This rule was crafted due to the high amounts of sensationalism we started seeing in this subreddit.

The title of your post should avoid:

  • ALL CAPS, which is BASICALLY SHOUTING.
  • Same thing with exclamation marks!!!
  • Phrases like "you won't believe", in "one simple chart", and other clickbait headlines
  • Sweeping generalizations, impending doom, wild conclusions or postulations, especially if they have nothing to do with the visual or are based on outliers
  • Keywords like "Amazing", "Incredible", "Shocking", "Stunning".
  • Superlatives, when they don't apply.

It doesn't matter if you copied and pasted the title from the article; sensationalism is sensationalism. Let the visual's "amazingness" stand for itself; good design should be its own headline.

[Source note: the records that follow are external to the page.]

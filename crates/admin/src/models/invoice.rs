//! Invoice domain types.

use chrono::{DateTime, Utc};
use serde::{Deserialize, Serialize};

use jademart_core::{InvoiceId, InvoiceKind, InvoiceStatus, OrderId, Price, UserId, reference::BillingCycle};

/// An invoice, either one-time (cut from a single order) or period
/// (aggregating a customer's paid orders over a date range).
#[derive(Debug, Clone, Serialize)]
pub struct Invoice {
    pub id: InvoiceId,
    /// `INV-YYYYMM-####` or `PER-YYYYMM-X-##-###`.
    pub reference: String,
    pub kind: InvoiceKind,
    pub status: InvoiceStatus,
    /// Present for one-time invoices.
    pub order_id: Option<OrderId>,
    /// Present for period invoices.
    pub user_id: Option<UserId>,
    pub customer_name: String,
    pub customer_email: Option<String>,
    pub amount: Price,
    /// Period invoices only.
    pub billing_cycle: Option<BillingCycle>,
    /// Day of month the billing cycle anchors on (period invoices only).
    pub cycle_day: Option<i32>,
    pub period_start: Option<DateTime<Utc>>,
    pub period_end: Option<DateTime<Utc>>,
    /// The orders a period invoice aggregates.
    pub order_ids: Vec<OrderId>,
    pub issued_at: DateTime<Utc>,
    pub due_at: DateTime<Utc>,
    pub paid_at: Option<DateTime<Utc>>,
    pub sent_at: Option<DateTime<Utc>>,
}

/// Input for issuing a period invoice.
#[derive(Debug, Clone, Deserialize)]
pub struct PeriodInvoiceInput {
    /// Customer whose paid orders the invoice aggregates.
    pub user_id: UserId,
    pub billing_cycle: BillingCycle,
    /// Day of month (1-28) the cycle anchors on.
    pub cycle_day: u8,
    pub period_start: DateTime<Utc>,
    pub period_end: DateTime<Utc>,
    /// Days until the invoice is due (default 14).
    pub due_in_days: Option<i64>,
}
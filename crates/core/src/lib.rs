//! Jade Market Core - Shared types library.
//!
//! This crate provides common types used across all Jade Market components:
//! - `storefront` - Public-facing commerce API
//! - `admin` - Internal back-office API
//! - `cli` - Command-line tools for migrations and management
//!
//! # Architecture
//!
//! The core crate contains only types and pure functions - no I/O, no database
//! access, no HTTP clients. This keeps it lightweight and allows it to be used
//! anywhere.
//!
//! # Modules
//!
//! - [`types`] - Newtype wrappers for type-safe IDs, prices, emails, localized
//!   text, and status enums
//! - [`reference`] - Document reference number formatting (orders, invoices)

#![cfg_attr(not(test), forbid(unsafe_code))]

pub mod reference;
pub mod types;

pub use types::*;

If the graph is showing "Baseball player batting averages by season", then that should be your title.

While not required, it's good principle to avoid putting conclusions in your title, and also avoid pointing out the outliers. Instead of titling "Tribbles are wigglier!" or "This Tribble is falling behind", simply post "Tribble wiggliness over time" and let the readers come to their own conclusion in the comments.

Politics

We have a restriction on political posts, especially given the popularity of this sub and the massive flareup in political content. American Politics are only permitted on Thursdays (ET). It's still our most popular rule to date, and our loyal readers had been asking for it for ages.

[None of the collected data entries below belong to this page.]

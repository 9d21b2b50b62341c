//! Jade Market Storefront - public shop JSON API.
//!
//! This binary serves the customer-facing API on port 3000.
//!
//! # Architecture
//!
//! - Axum handlers returning JSON
//! - `PostgreSQL` (`jm_shop`, schema `shop`) as the source of truth
//! - tower-sessions for login and the session cart
//! - Hosted payment gateway for online checkouts; outcomes arrive on the
//!   signed payment webhook
//!
//! # Security
//!
//! This binary only reads published catalog/content rows and only writes
//! customer-owned data. Back-office CRUD lives in the admin binary.

#![cfg_attr(not(test), forbid(unsafe_code))]

use sentry::integrations::tracing as sentry_tracing;
use tracing_subscriber::{layer::SubscriberExt, util::SubscriberInitExt};

use jademart_storefront::config::StorefrontConfig;
use jademart_storefront::state::AppState;
use jademart_storefront::{db, middleware, routes};

/// Initialize Sentry error tracking and return guard that must be kept alive.
fn init_sentry(config: &StorefrontConfig) -> Option<sentry::ClientInitGuard> {
    let dsn = config.sentry_dsn.as_ref()?;

    let guard = sentry::init((
        dsn.as_str(),
        sentry::ClientOptions {
            release: sentry::release_name!(),
            environment: config
                .sentry_environment
                .clone()
                .map(std::borrow::Cow::Owned),
            attach_stacktrace: true,
            ..Default::default()
        },
    ));

    tracing::info!("Sentry initialized");
    Some(guard)
}

/// Filter tracing events to Sentry event types.
fn sentry_event_filter(metadata: &tracing::Metadata<'_>) -> sentry_tracing::EventFilter {
    match *metadata.level() {
        tracing::Level::ERROR | tracing::Level::WARN => sentry_tracing::EventFilter::Event,
        tracing::Level::INFO | tracing::Level::DEBUG => sentry_tracing::EventFilter::Breadcrumb,
        _ => sentry_tracing::EventFilter::Ignore,
    }
}

#[tokio::main]
async fn main() {
    // Load configuration from environment (needed for Sentry init)
    let config = StorefrontConfig::from_env().expect("Failed to load configuration");

    // Initialize Sentry (must be done before tracing subscriber)
    let _sentry_guard = init_sentry(&config);

    // Initialize tracing with EnvFilter and Sentry integration
    let env_filter = tracing_subscriber::EnvFilter::try_from_default_env()
        .unwrap_or_else(|_| "jademart_storefront=info,tower_http=debug".into());

    tracing_subscriber::registry()
        .with(env_filter)
        .with(tracing_subscriber::fmt::layer())
        .with(sentry_tracing::layer().event_filter(sentry_event_filter))
        .init();

    // Initialize database connection pool
    let pool = db::create_pool(&config.database_url)
        .await
        .expect("Failed to create database pool");
    tracing::info!("Database pool created");

    // NOTE: Migrations are NOT run automatically on startup.
    // Run them explicitly via: cargo run -p jademart-cli -- migrate storefront

    let state = AppState::new(config.clone(), pool);

    // Create session layer
    let session_layer = middleware::create_session_layer(state.pool(), state.config());

    // Build router
    let app = routes::routes()
        .layer(session_layer)
        .layer(tower_http::trace::TraceLayer::new_for_http())
        .with_state(state)
        // Sentry layers (outermost for full request coverage)
        .layer(sentry_tower::NewSentryLayer::new_from_top())
        .layer(sentry_tower::SentryHttpLayer::new().enable_transaction());

    // Start server
    let addr = config.socket_addr();
    tracing::info!("storefront listening on {}", addr);

    let listener = tokio::net::TcpListener::bind(addr)
        .await
        .expect("Failed to bind to address");

    axum::serve(listener, app)
        .with_graceful_shutdown(shutdown_signal())
        .await
        .expect("Server error");
}

/// Wait for shutdown signal (Ctrl+C or SIGTERM).
async fn shutdown_signal() {
    let ctrl_c = async {
        tokio::signal::ctrl_c()
            .await
            .expect("Failed to install Ctrl+C handler");
    };

    #[cfg(unix)]
    let terminate = async {
        tokio::signal::unix::signal(tokio::signal::unix::SignalKind::terminate())
            .expect("Failed to install signal handler")
            .recv()
            .await;
    };

    #[cfg(not(unix))]
    let terminate = std::future::pending::<()>();

    tokio::select! {
        () = ctrl_c => {},
        () = terminate => {},
    }

    tracing::info!("Shutdown signal received, starting graceful shutdown");
}
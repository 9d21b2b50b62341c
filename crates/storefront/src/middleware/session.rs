//! Session middleware configuration.
//!
//! Sets up `PostgreSQL`-backed sessions using tower-sessions.

use sqlx::PgPool;
use tower_sessions::{Expiry, SessionManagerLayer};
use tower_sessions_sqlx_store::PostgresStore;

use crate::config::StorefrontConfig;

/// Session cookie name.
pub const SESSION_COOKIE_NAME: &str = "jm_session";

/// Session expiry time in seconds (7 days).
const SESSION_EXPIRY_SECONDS: i64 = 7 * 24 * 60 * 60;

/// Create the session layer with `PostgreSQL` store.
///
/// The sessions table lives in the shop database and is created by
/// migration.
#[must_use]
pub fn create_session_layer(
    pool: &PgPool,
    config: &StorefrontConfig,
) -> SessionManagerLayer<PostgresStore> {
    let store = PostgresStore::new(pool.clone());

    // Secure cookies whenever the public URL is HTTPS
    let is_secure = config.base_url.starts_with("https://");

    SessionManagerLayer::new(store)
        .with_name(SESSION_COOKIE_NAME)
        .with_expiry(Expiry::OnInactivity(
            tower_sessions::cookie::time::Duration::seconds(SESSION_EXPIRY_SECONDS),
        ))
        .with_secure(is_secure)
        .with_same_site(tower_sessions::cookie::SameSite::Lax)
        .with_http_only(true)
        .with_path("/")
}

A lot of great content often gets posted in this sub. But these posts get completely overlooked because of political bandwagoning on submissions; often submissions that the voter didn't read at all, but upvoted because it reaffirms their political bias at the time. This phenomenon has been choking out a lot of the often very good, high-quality submissions that actually do belong in this subreddit, and what made this sub a powerhouse of awesome content in its history before default.

What qualifies as Politics?

A quick rule of thumb: if you can find a flamewar about the United States people or policy on your Facebook feed, it's likely going to be removed if you post it here. Topics in the news, culture wars, outrage porn, federal policy; essentially, stuff that's about America and guaranteed to generate a good amount of heat in the comments section.

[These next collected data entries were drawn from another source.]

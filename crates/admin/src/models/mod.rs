//! Domain models for the admin panel.

pub mod admin_user;
pub mod catalog;
pub mod content;
pub mod invoice;
pub mod logistics;
pub mod newsletter;
pub mod order;

use serde::{Deserialize, Serialize};

use jademart_core::{AdminRole, AdminUserId, Email};

/// Session storage keys.
pub mod session_keys {
    /// Key for the logged-in admin.
    pub const CURRENT_ADMIN: &str = "current_admin";
}

/// The logged-in admin, as stored in the session.
#[derive(Debug, Clone, Serialize, Deserialize)]
pub struct CurrentAdmin {
    /// Database ID of the admin user.
    pub id: AdminUserId,
    /// The admin's email address.
    pub email: Email,
    /// Display name.
    pub name: String,
    /// Role controlling write/super access.
    pub role: AdminRole,
}
//! Newsletter subscriber repository.

use sqlx::PgPool;

use jademart_core::Email;

use super::RepositoryError;

/// Repository for newsletter subscriptions.
pub struct NewsletterRepository<'a> {
    pool: &'a PgPool,
}

impl<'a> NewsletterRepository<'a> {
    /// Create a new newsletter repository.
    #[must_use]
    pub const fn new(pool: &'a PgPool) -> Self {
        Self { pool }
    }

    /// Subscribe an email address.
    ///
    /// Re-subscribing an existing address reactivates it and keeps its
    /// original unsubscribe token, so already-sent emails stay valid.
    ///
    /// # Errors
    ///
    /// Returns `RepositoryError::Database` if the upsert fails.
    pub async fn subscribe(
        &self,
        email: &Email,
        unsubscribe_token: &str,
    ) -> Result<(), RepositoryError> {
        sqlx::query(
            r"
            INSERT INTO shop.newsletter_subscriber (email, unsubscribe_token, active)
            VALUES ($1, $2, TRUE)
            ON CONFLICT (email)
            DO UPDATE SET active = TRUE, unsubscribed_at = NULL
            ",
        )
        .bind(email.as_str())
        .bind(unsubscribe_token)
        .execute(self.pool)
        .await?;

        Ok(())
    }

    /// Unsubscribe by token.
    ///
    /// Returns `false` if no subscriber carries the token. Unsubscribing an
    /// already-inactive subscriber is a no-op success.
    ///
    /// # Errors
    ///
    /// Returns `RepositoryError::Database` if the update fails.
    pub async fn unsubscribe_by_token(&self, token: &str) -> Result<bool, RepositoryError> {
        let result = sqlx::query(
            r"
            UPDATE shop.newsletter_subscriber
            SET active = FALSE,
                unsubscribed_at = COALESCE(unsubscribed_at, NOW())
            WHERE unsubscribe_token = $1
            ",
        )
        .bind(token)
        .execute(self.pool)
        .await?;

        Ok(result.rows_affected() > 0)
    }

    /// Deactivate a subscriber by email, for provider bounce/complaint
    /// events.
    ///
    /// Returns `false` if the address was never subscribed.
    ///
    /// # Errors
    ///
    /// Returns `RepositoryError::Database` if the update fails.
    pub async fn deactivate_by_email(&self, email: &Email) -> Result<bool, RepositoryError> {
        let result = sqlx::query(
            r"
            UPDATE shop.newsletter_subscriber
            SET active = FALSE,
                unsubscribed_at = COALESCE(unsubscribed_at, NOW())
            WHERE email = $1
            ",
        )
        .bind(email.as_str())
        .execute(self.pool)
        .await?;

        Ok(result.rows_affected() > 0)
    }
}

But in case that's not clear enough, included are common examples below. (Included are the examples below, not limited to)

Topics that are not gonna fly unless you post on Thursday:

  • The Federal budget, especially when there are budget talks in Congress
  • Gun policy, gun deaths, praising/complaining about guns. (An exception: if you went to a shooting range and made a heatmap of your targets, that's OK. We're concerned more specifically with guns as they relate to policy in the US and the flamewars they create in the comments section.)
  • Trump, Hillary, Jeb, Bernie, Obama, Bush, and other knuckleheads, their Twitters, their personalities, whatever.
  • X statistic by Party, by Presidential Administration, by control over House/Senate, etc.
  • What politicians think about Global Warming policy in the US, Paris Climate Deal visuals, etc.
  • US healthcare stats, US healthcare policy, US healthcare bankruptcies, how US healthcare is awful, US compared to other countries, US healthcare anything.
  • Why it should be legal to smoke weed in the US.
  • Information about a recent protest.

Here are some topics that are likely OK to post (and why):

  • The EU budget (Remember: the rule restricts American politics, it doesn't restrict European, Canadian, Australian, etc. politics)
  • A heatmap of last week's target practice with your AR-15 (see above)
  • UK election results (Remember: the rule restricts American politics, it doesn't restrict European, Canadian, Australian, etc. politics)
  • Global Warming (As long as it doesn't relate directly to policy in the US, or knuckleheads who said a thing, it should be fine)
  • Marijuana sales (Again, as long as it isn't directly preaching about policy in the US, or knuckleheads who said a thing, it should be fine)
  • The history of Alcohol Prohibition in the US (Policy that's 100 years old is probably going to be fine, as long as it's not preachy about modern policy)
  • Information about a protest that happened in 1932 (again, as long as it's not preaching about modern protesting)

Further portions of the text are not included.